Forse ho iniziato con il titolo sbagliato. Il fatto che in Cina i problemi vengano risolti è una pura metafora. I problemi si risolvono per lo più da sé, complice il tempo e la pazienza degli astanti.
Università di Pechino, dormitorio studenti internazionali: per una lampadina bruciata si viene fatti spostare in un’altra stanza, per un rubinetto rotto in bagno, invece di chiamare prontamente un idraulico per ripararlo, si staccano le tubature dell’acqua. E tutto in pieno giorno, mica la notte quando magari non trovi l’idraulico o l’elettricista che te lo sistema.
Semplicemente non c’è l’abitudine a prendere i problemi di petto e affrontarli. E con ciò non si riesce nemmeno ad archiviarli una volta sistemati, perché molte cose rimangono sospese incredibilmente a lungo e si accavallano con problematiche nuove, che fidatevi non vengono mai a mancare.
I problemi in dormitorio vengono gestiti allo stesso modo, che siano studenti internazionali o cinesi a viverci (lo dico per esperienza avendo vissuto anche con questi ultimi): con l’unica differenza che loro di solito manco fanno presente il problema, contando appunto che le cose si mettano a posto da sé.
A fine febbraio ci hanno fatto trasferire in un nuovo dormitorio, dove i lavori di ristrutturazione non sono però ancora stati ultimati e dove quasi quotidianamente salta qualcosa per la scarsa qualità delle riparazioni fatte.
Ormai da un mese ha iniziato a fare un caldo infernale e nelle camere sono a lungo mancati i condizionatori.

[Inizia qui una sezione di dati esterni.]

// Copyright 2019-2026 Maravilla Labs, operated by SOLUTAS GmbH, Switzerland
// SPDX-License-Identifier: Apache-2.0
// SPDX-License-Identifier: MIT

//! Layout merge and head injection.
//!
//! A layout receives the rendered page at its `<BODY/>` marker. Layouts that
//! lack the marker get one synthesized at the first of these that exists:
//!
//! 1. before `</main>`
//! 2. after `</header>`
//! 3. before `<footer`
//! 4. before `</body>`
//! 5. before `</head>`
//! 6. at the end
//!
//! After the merge, `public.js` and `public.css` from the scope are written
//! into `<head>`, along with the YouTube client assets when the page uses them.

use crate::extensions::youtube::{CLIENT_CLASS, CLIENT_SCRIPT, CLIENT_STYLE};
use crate::value::{Scope, Value};
use lazy_static::lazy_static;
use regex::Regex;

/// The marker a layout carries where the page goes.
pub const BODY_MARKER: &str = "<BODY/>";

lazy_static! {
    static ref MARKER: Regex = Regex::new(r"(?i)<body\s*/>").unwrap();
    static ref META: Regex = Regex::new(r"(?i)<meta\b[^>]*>").unwrap();
    static ref HEAD_OPEN: Regex = Regex::new(r"(?i)<head(\s[^>]*)?>").unwrap();
}

/// Case-insensitive byte offset of `needle`.
fn find_ci(haystack: &str, needle: &str) -> Option<usize> {
    haystack.to_ascii_lowercase().find(&needle.to_ascii_lowercase())
}

fn insert_at(text: &str, at: usize, insert: &str) -> String {
    let mut out = String::with_capacity(text.len() + insert.len());
    out.push_str(&text[..at]);
    out.push_str(insert);
    out.push_str(&text[at..]);
    out
}

/// Returns the layout with a `<BODY/>` marker, synthesizing one if missing.
pub fn ensure_body_marker(layout: &str) -> String {
    if MARKER.is_match(layout) {
        return layout.to_string();
    }
    let at = find_ci(layout, "</main>")
        .or_else(|| find_ci(layout, "</header>").map(|i| i + "</header>".len()))
        .or_else(|| find_ci(layout, "<footer"))
        .or_else(|| find_ci(layout, "</body>"))
        .or_else(|| find_ci(layout, "</head>"))
        .unwrap_or(layout.len());
    insert_at(layout, at, BODY_MARKER)
}

/// Moves the page's `<meta>` tags into the layout's `<head>`.
///
/// Returns the layout and the page. Without a `<head>` nothing moves.
pub fn move_meta(layout: &str, page: &str) -> (String, String) {
    let Some(head) = HEAD_OPEN.find(layout) else {
        return (layout.to_string(), page.to_string());
    };
    let metas: String = META.find_iter(page).map(|m| m.as_str()).collect();
    if metas.is_empty() {
        return (layout.to_string(), page.to_string());
    }
    let layout = insert_at(layout, head.end(), &metas);
    (layout, META.replace_all(page, "").into_owned())
}

/// Removes stray `<BODY/>` markers.
pub fn strip_markers(text: &str) -> String {
    MARKER.replace_all(text, "").into_owned()
}

/// Splices `page` into the first `<BODY/>` marker of `layout`.
pub fn merge(layout: &str, page: &str) -> String {
    let layout = ensure_body_marker(layout);
    let page = strip_markers(page);
    let (layout, page) = move_meta(&layout, &page);
    match MARKER.find(&layout) {
        Some(m) => {
            let mut out = String::with_capacity(layout.len() + page.len());
            out.push_str(&layout[..m.start()]);
            out.push_str(&page);
            out.push_str(&strip_markers(&layout[m.end()..]));
            out
        }
        None => page,
    }
}

/// Inserts before `</head>`, or at the start when there is no head.
fn inject_head(html: &str, snippet: &str) -> String {
    match find_ci(html, "</head>") {
        Some(at) => insert_at(html, at, snippet),
        None => format!("{}{}", snippet, html),
    }
}

fn public_option<'s>(scope: &'s Scope, key: &str) -> Option<&'s std::collections::BTreeMap<String, Value>> {
    match scope.get("public")?.index(&Value::from(key))? {
        Value::Map(map) => Some(map),
        _ => None,
    }
}

fn css_variables(map: &std::collections::BTreeMap<String, Value>) -> String {
    let mut css = String::from("<style>:root{");
    for (key, value) in map {
        let key: String = key
            .chars()
            .filter(|c| c.is_alphanumeric() || matches!(c, '_' | '-'))
            .collect();
        if key.is_empty() {
            continue;
        }
        let value: String = value
            .to_string()
            .chars()
            .filter(|c| !matches!(c, ';' | '{' | '}' | '<' | '>'))
            .collect();
        css.push_str(&format!("--{}:{};", key, value));
    }
    css.push_str("}</style>");
    css
}

/// Writes `public.js` as `OPTS` and `public.css` as custom properties.
pub fn inject_public(html: &str, scope: &Scope) -> String {
    let mut snippet = String::new();
    if let Some(js) = public_option(scope, "js") {
        match serde_json::to_string(&Value::Map(js.clone())) {
            Ok(json) => snippet.push_str(&format!("<script>OPTS={}</script>", json.replace("</", "<\\/"))),
            Err(e) => tracing::warn!("Failed to serialize public.js: {}", e),
        }
    }
    if let Some(css) = public_option(scope, "css") {
        snippet.push_str(&css_variables(css));
    }
    if snippet.is_empty() {
        return html.to_string();
    }
    inject_head(html, &snippet)
}

/// Adds the YouTube client script and stylesheet when the page needs them.
pub fn inject_youtube(html: &str, assets: &str) -> String {
    if !html.contains(CLIENT_CLASS) || html.contains(CLIENT_SCRIPT) {
        return html.to_string();
    }
    let base = assets.trim_end_matches('/');
    let snippet = format!(
        "<script src=\"{base}/{}\" defer></script><link rel=\"stylesheet\" href=\"{base}/{}\"/>",
        CLIENT_SCRIPT, CLIENT_STYLE
    );
    inject_head(html, &snippet)
}
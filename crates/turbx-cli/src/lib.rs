// Copyright 2019-2026 Maravilla Labs, operated by SOLUTAS GmbH, Switzerland
// SPDX-License-Identifier: Apache-2.0
// SPDX-License-Identifier: MIT

// Warn on missing documentation for public items
#![warn(missing_docs)]

//! turbx CLI library.
//!
//! This crate provides the line-oriented compile server for the turbx
//! template engine. A host process writes commands to standard input and
//! reads responses from standard output, one per line.
//!
//! # Protocol
//!
//! ```text
//! ping                          -> pong
//! set:root=/srv/views           (no response)
//! pre:7:index                   -> 7:success | 7:error
//! has:8:index                   -> 8:true | 8:false
//! 9:<gzip+base64 json>:index    -> 9:<gzip+base64 html> | 9:error
//! stop                          (exits)
//! ```
//!
//! # Configuration
//!
//! Defaults can be given in `turbx.toml`; see [`config`].

/// Memory admission gate.
pub mod admission;
/// Command parsing and execution.
pub mod commands;
/// Server configuration from `turbx.toml`.
pub mod config;
/// HTTP oEmbed lookups for the YouTube embed.
pub mod oembed;
/// The stdin/stdout command loop.
pub mod server;
/// Template directory watching for cache invalidation.
pub mod watcher;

Peggio, non c’era manco l’ombra che si iniziasse presto a montarli. Dopo ripetute lamentele, lo scorso weekend sono arrivate finalmente decine di operai a intasare i corridoi di climatizzatori, mettendosi diligentemente all’opera fin dalle prime ore del mattino (benedetti loro alle 6.30 a trapanare…).
Prima che i brav’uomini si decidessero a concedere anche a me e alla mia coinquilina il lusso di un condizionatore, abbiamo dovuto assistere ad un ripetuto siparietto di persone che più e più volte sono venute ad osservare la “situazione” della nostra camera. Tutto per discutere di ovvietà, come il fatto che il condizionatore in questione non si poteva montare dal lato della presa di corrente, perché oltre quella parete si trova l’ascensore (ancora meravigliosamente in fase di costruzione) e dove non c’è posto per far stare anche il clima. Dopo essersi consultata a fondo con queste profonde osservazioni, la folla si ritira menzionando che la cosa andrà discussa da un superiore e poi si vedrà. Sarà lui a decidere.

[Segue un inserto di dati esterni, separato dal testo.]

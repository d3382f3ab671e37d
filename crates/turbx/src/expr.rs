// Copyright 2019-2026 Maravilla Labs, operated by SOLUTAS GmbH, Switzerland
// SPDX-License-Identifier: Apache-2.0
// SPDX-License-Identifier: MIT

//! Condition expressions for `_if` / `_elif`.
//!
//! The normalizer stores a condition as a list of tokens
//! (`a`, `==`, `%!0!%`, `&`, `!`, `b`). They are parsed into an [`Expr`] and
//! partially evaluated: when every operand resolves the result is a plain
//! boolean, otherwise the unresolved part is returned as a residual
//! expression with the resolved operands folded to literals.

use crate::value::Value;
use crate::vars::{literal, Lookup, Resolver};
use regex::Regex;
use std::cmp::Ordering;

/// Comparison operator.
#[derive(Debug, Clone, Copy, PartialEq, Eq)]
pub enum CmpOp {
    /// `=` / `==`
    Eq,
    /// `!=` / `!`
    Ne,
    /// `<`
    Lt,
    /// `>`
    Gt,
    /// `<=`
    Le,
    /// `>=`
    Ge,
    /// `~` regex match
    Match,
}

impl CmpOp {
    fn parse(token: &str) -> Option<Self> {
        Some(match token {
            "=" | "==" => CmpOp::Eq,
            "!=" | "!" => CmpOp::Ne,
            "<" => CmpOp::Lt,
            ">" => CmpOp::Gt,
            "<=" => CmpOp::Le,
            ">=" => CmpOp::Ge,
            "~" => CmpOp::Match,
            _ => return None,
        })
    }

    fn as_str(self) -> &'static str {
        match self {
            CmpOp::Eq => "=",
            CmpOp::Ne => "!=",
            CmpOp::Lt => "<",
            CmpOp::Gt => ">",
            CmpOp::Le => "<=",
            CmpOp::Ge => ">=",
            CmpOp::Match => "~",
        }
    }

    /// Applies the operator to two resolved values.
    pub fn apply(self, left: &Value, right: &Value) -> bool {
        match self {
            CmpOp::Eq => left.loose_eq(right),
            CmpOp::Ne => !left.loose_eq(right),
            CmpOp::Lt => left.loose_cmp(right) == Some(Ordering::Less),
            CmpOp::Gt => left.loose_cmp(right) == Some(Ordering::Greater),
            CmpOp::Le => matches!(left.loose_cmp(right), Some(Ordering::Less | Ordering::Equal)),
            CmpOp::Ge => matches!(
                left.loose_cmp(right),
                Some(Ordering::Greater | Ordering::Equal)
            ),
            CmpOp::Match => match Regex::new(&right.to_string()) {
                Ok(re) => re.is_match(&left.to_string()),
                Err(e) => {
                    tracing::debug!("Invalid pattern in condition: {}", e);
                    false
                }
            },
        }
    }
}

/// A condition expression.
#[derive(Debug, Clone, PartialEq)]
pub enum Expr {
    /// An operand as written: a path or a literal atom.
    Atom(String),
    /// A value folded during partial evaluation.
    Lit(Value),
    /// `!e`
    Not(Box<Expr>),
    /// `a & b`
    And(Box<Expr>, Box<Expr>),
    /// `a | b`
    Or(Box<Expr>, Box<Expr>),
    /// `a ^ b`
    Xor(Box<Expr>, Box<Expr>),
    /// `a op b`
    Cmp(CmpOp, Box<Expr>, Box<Expr>),
}

/// Outcome of partial evaluation.
#[derive(Debug, Clone, PartialEq)]
pub enum Partial {
    /// Fully resolved.
    Known(bool),
    /// Depends on request data.
    Residual(Expr),
}

fn is_operator(token: &str) -> bool {
    matches!(
        token,
        "=" | "==" | "!=" | "!" | "<" | ">" | "<=" | ">=" | "~" | "&" | "&&" | "|" | "||" | "^"
            | "(" | ")"
    )
}

struct Parser<'t> {
    tokens: &'t [String],
    pos: usize,
}

impl<'t> Parser<'t> {
    fn peek(&self) -> Option<&'t str> {
        self.tokens.get(self.pos).map(String::as_str)
    }

    fn bump(&mut self) -> Option<&'t str> {
        let token = self.peek();
        self.pos += 1;
        token
    }

    fn or(&mut self) -> Expr {
        let mut left = self.xor();
        while matches!(self.peek(), Some("|") | Some("||")) {
            self.bump();
            let right = self.xor();
            left = Expr::Or(Box::new(left), Box::new(right));
        }
        left
    }

    fn xor(&mut self) -> Expr {
        let mut left = self.and();
        while self.peek() == Some("^") {
            self.bump();
            let right = self.and();
            left = Expr::Xor(Box::new(left), Box::new(right));
        }
        left
    }

    fn and(&mut self) -> Expr {
        let mut left = self.unary();
        while matches!(self.peek(), Some("&") | Some("&&")) {
            self.bump();
            let right = self.unary();
            left = Expr::And(Box::new(left), Box::new(right));
        }
        left
    }

    fn unary(&mut self) -> Expr {
        match self.peek() {
            Some("!") => {
                self.bump();
                Expr::Not(Box::new(self.unary()))
            }
            Some("(") => {
                self.bump();
                let inner = self.or();
                if self.peek() == Some(")") {
                    self.bump();
                }
                inner
            }
            _ => self.cmp(),
        }
    }

    fn operand(&mut self) -> Expr {
        match self.peek() {
            Some(token) if !is_operator(token) => {
                self.bump();
                Expr::Atom(token.to_string())
            }
            _ => Expr::Lit(Value::Null),
        }
    }

    fn cmp(&mut self) -> Expr {
        let left = self.operand();
        if let Some(op) = self.peek().and_then(CmpOp::parse) {
            self.bump();
            let right = self.operand();
            return Expr::Cmp(op, Box::new(left), Box::new(right));
        }
        left
    }
}

/// Parses condition tokens.
pub fn parse(tokens: &[String]) -> Expr {
    if tokens.is_empty() {
        return Expr::Lit(Value::Null);
    }
    let mut parser = Parser { tokens, pos: 0 };
    let expr = parser.or();
    if parser.pos < tokens.len() {
        tracing::debug!("Ignoring trailing condition tokens: {:?}", &tokens[parser.pos..]);
    }
    expr
}

enum Operand {
    Known(Value),
    Unknown(Expr),
}

fn operand(expr: &Expr, r: &Resolver<'_>) -> Operand {
    match expr {
        Expr::Lit(v) => Operand::Known(v.clone()),
        Expr::Atom(atom) => match r.value(atom) {
            Lookup::Found(v) => Operand::Known(v),
            Lookup::Unknown => Operand::Unknown(expr.clone()),
        },
        other => match other.eval(r) {
            Partial::Known(b) => Operand::Known(Value::Bool(b)),
            Partial::Residual(e) => Operand::Unknown(e),
        },
    }
}

fn fold(op: Operand, original: &Expr) -> Expr {
    match op {
        Operand::Known(v) if v.is_scalar() => Expr::Lit(v),
        Operand::Known(_) => original.clone(),
        Operand::Unknown(e) => e,
    }
}

impl Expr {
    /// Partially evaluates the expression.
    pub fn eval(&self, r: &Resolver<'_>) -> Partial {
        match self {
            Expr::Lit(v) => Partial::Known(v.is_truthy()),
            Expr::Atom(_) => match operand(self, r) {
                Operand::Known(v) => Partial::Known(v.is_truthy()),
                Operand::Unknown(e) => Partial::Residual(e),
            },
            Expr::Not(inner) => match inner.eval(r) {
                Partial::Known(b) => Partial::Known(!b),
                Partial::Residual(e) => Partial::Residual(Expr::Not(Box::new(e))),
            },
            Expr::And(a, b) => match a.eval(r) {
                Partial::Known(false) => Partial::Known(false),
                Partial::Known(true) => b.eval(r),
                Partial::Residual(left) => match b.eval(r) {
                    Partial::Known(false) => Partial::Known(false),
                    Partial::Known(true) => Partial::Residual(left),
                    Partial::Residual(right) => {
                        Partial::Residual(Expr::And(Box::new(left), Box::new(right)))
                    }
                },
            },
            Expr::Or(a, b) => match a.eval(r) {
                Partial::Known(true) => Partial::Known(true),
                Partial::Known(false) => b.eval(r),
                Partial::Residual(left) => match b.eval(r) {
                    Partial::Known(true) => Partial::Known(true),
                    Partial::Known(false) => Partial::Residual(left),
                    Partial::Residual(right) => {
                        Partial::Residual(Expr::Or(Box::new(left), Box::new(right)))
                    }
                },
            },
            Expr::Xor(a, b) => match (a.eval(r), b.eval(r)) {
                (Partial::Known(x), Partial::Known(y)) => Partial::Known(x ^ y),
                (Partial::Known(x), Partial::Residual(e)) | (Partial::Residual(e), Partial::Known(x)) => {
                    Partial::Residual(if x { Expr::Not(Box::new(e)) } else { e })
                }
                (Partial::Residual(x), Partial::Residual(y)) => {
                    Partial::Residual(Expr::Xor(Box::new(x), Box::new(y)))
                }
            },
            Expr::Cmp(op, a, b) => match (operand(a, r), operand(b, r)) {
                (Operand::Known(x), Operand::Known(y)) => Partial::Known(op.apply(&x, &y)),
                (x, y) => Partial::Residual(Expr::Cmp(*op, Box::new(fold(x, a)), Box::new(fold(y, b)))),
            },
        }
    }

    /// Renders the expression back into condition tokens.
    pub fn to_tokens(&self) -> Vec<String> {
        let mut out = Vec::new();
        self.write_tokens(&mut out);
        out
    }

    fn write_tokens(&self, out: &mut Vec<String>) {
        let group = |out: &mut Vec<String>, a: &Expr, op: &str, b: &Expr| {
            out.push("(".into());
            a.write_tokens(out);
            out.push(op.into());
            b.write_tokens(out);
            out.push(")".into());
        };
        match self {
            Expr::Atom(a) => out.push(a.clone()),
            Expr::Lit(v) => out.push(literal_token(v)),
            Expr::Not(e) => {
                out.push("!".into());
                out.push("(".into());
                e.write_tokens(out);
                out.push(")".into());
            }
            Expr::And(a, b) => group(out, a, "&", b),
            Expr::Or(a, b) => group(out, a, "|", b),
            Expr::Xor(a, b) => group(out, a, "^", b),
            Expr::Cmp(op, a, b) => {
                a.write_tokens(out);
                out.push(op.as_str().into());
                b.write_tokens(out);
            }
        }
    }
}

/// Renders a scalar as an atom that parses back to the same value.
pub fn literal_token(v: &Value) -> String {
    match v {
        Value::Null => "null".to_string(),
        Value::Str(s) => format!("'{}'", s.replace('\\', "\\\\").replace('\'', "\\'")),
        Value::Array(_) | Value::Map(_) => v.is_truthy().to_string(),
        Value::Float(f) if f.fract() == 0.0 && f.is_finite() => format!("{:.1}", f),
        other => other.to_string(),
    }
}

/// Parses and evaluates condition tokens in one step.
pub fn evaluate(tokens: &[String], r: &Resolver<'_>) -> Partial {
    parse(tokens).eval(r)
}

/// Returns true if `token` parses as a literal atom.
pub fn is_literal(token: &str) -> bool {
    literal(token, &[]).is_some()
}

#[cfg(test)]
mod tests {
    use super::*;
    use crate::value::{scope_from_json, Scope};
    use serde_json::json;

    fn tokens(s: &str) -> Vec<String> {
        s.split_whitespace().map(String::from).collect()
    }

    fn known(src: &str, scope: &Scope) -> Partial {
        evaluate(&tokens(src), &Resolver::new(scope, &[], false))
    }

    #[test]
    fn test_comparisons() {
        let scope = scope_from_json(json!({"x": "x", "n": 5, "name": "turbx"}));
        assert_eq!(known("x = 'x'", &scope), Partial::Known(true));
        assert_eq!(known("x = 'y'", &scope), Partial::Known(false));
        assert_eq!(known("n > 3", &scope), Partial::Known(true));
        assert_eq!(known("n <= 4.5", &scope), Partial::Known(false));
        assert_eq!(known("n ! 5", &scope), Partial::Known(false));
        assert_eq!(known("name ~ '^tu'", &scope), Partial::Known(true));
    }

    #[test]
    fn test_logic_and_groups() {
        let scope = scope_from_json(json!({"a": true, "b": false, "c": 1}));
        assert_eq!(known("a & b", &scope), Partial::Known(false));
        assert_eq!(known("a && ! b", &scope), Partial::Known(true));
        assert_eq!(known("b | ( c = 1 )", &scope), Partial::Known(true));
        assert_eq!(known("a ^ c", &scope), Partial::Known(false));
        assert_eq!(known("missing", &scope), Partial::Known(false));
        assert_eq!(known("", &scope), Partial::Known(false));
    }

    #[test]
    fn test_residual_folding() {
        let scope = scope_from_json(json!({"$lang": "en"}));
        let r = Resolver::new(&scope, &[], true);

        assert_eq!(evaluate(&tokens("$lang = 'en' & user"), &r), Partial::Residual(Expr::Atom("user".into())));
        assert_eq!(evaluate(&tokens("$lang = 'de' & user"), &r), Partial::Known(false));
        assert_eq!(evaluate(&tokens("user | $lang"), &r), Partial::Known(true));

        let Partial::Residual(expr) = evaluate(&tokens("user.lang = $lang"), &r) else {
            panic!("expected residual");
        };
        assert_eq!(expr.to_tokens(), tokens("user.lang = 'en'"));
    }

    #[test]
    fn test_residual_matches_single_pass() {
        let consts = scope_from_json(json!({"$min": 3}));
        let full = scope_from_json(json!({"$min": 3, "count": 7}));
        let src = tokens("count >= $min & ! ( count > 10 )");

        let Partial::Residual(residual) = evaluate(&src, &Resolver::new(&consts, &[], true)) else {
            panic!("expected residual");
        };
        let second = evaluate(&residual.to_tokens(), &Resolver::new(&full, &[], false));
        let single = evaluate(&src, &Resolver::new(&full, &[], false));
        assert_eq!(second, single);
        assert_eq!(single, Partial::Known(true));
    }

    #[test]
    fn test_literal_tokens() {
        assert_eq!(literal_token(&Value::Str("it's".into())), "'it\\'s'");
        assert_eq!(literal_token(&Value::Float(2.0)), "2.0");
        assert_eq!(literal_token(&Value::Int(2)), "2");
        assert!(is_literal(&literal_token(&Value::Str("a b".into()))));
    }
}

A riprova che in Cina i problemi rimbalzano sulle spalle dei più, per finire con il loro peso su quelle dei pochi che hanno effettivamente il potere (o dovere) di decidere. E’ principalmente questo a determinare la loro posizione e a garantir loro una carica più alta all’interno della società: la facoltà di prendere decisioni.
Il condizionatore in questione un paio di giorni dopo è stato effettivamente montato, anche se per dirla tutta in realtà non funziona. Infatti stiamo ancora aspettando che sistemino il tubo esterno (fuori dalla finestra) montandoci l’impianto ventola e colleghino il cavo interno (che penzola sotto) alla dovuta presa di corrente, che invece si trova appunto dalla parte opposta della stanza. Ma questa è solo un’altra storia di ordinaria organizzazione cinese.
Il punto con il risolvere questioni in Cina si incentra tutto sul prendere decisioni: la responsabilità di determinate scelte non vuole essere assunta, si tende a consultarsi sempre e comunque, e ad attribuire eventuali risultati fallimentari a terzi per evitare di perderci la faccia.
Infine un disclaimer: se letto con poca empatia questo breve sunto potrà sembrar voler giudicare facendo di tutte le erbe un fascio, ma così non è. Tuttavia va tenuto conto che ogni cultura ha le sue radici in pilastri talvolta inestricabili: la “faccia” è uno di questi in Cina. Si agisce nel tentativo di mostrare una buona immagine di se stessi agli occhi degli altri e nel rispetto di quella altrui. Per un cinese perdere la faccia in seguito ad una decisione fallimentare costituisce una grave mancanza. Questo modo di agire, quindi la rinuncia per quanto possibile ad assumersi responsabilità, altro non è che un modo per tutelare la propria credibilità agli occhi altrui.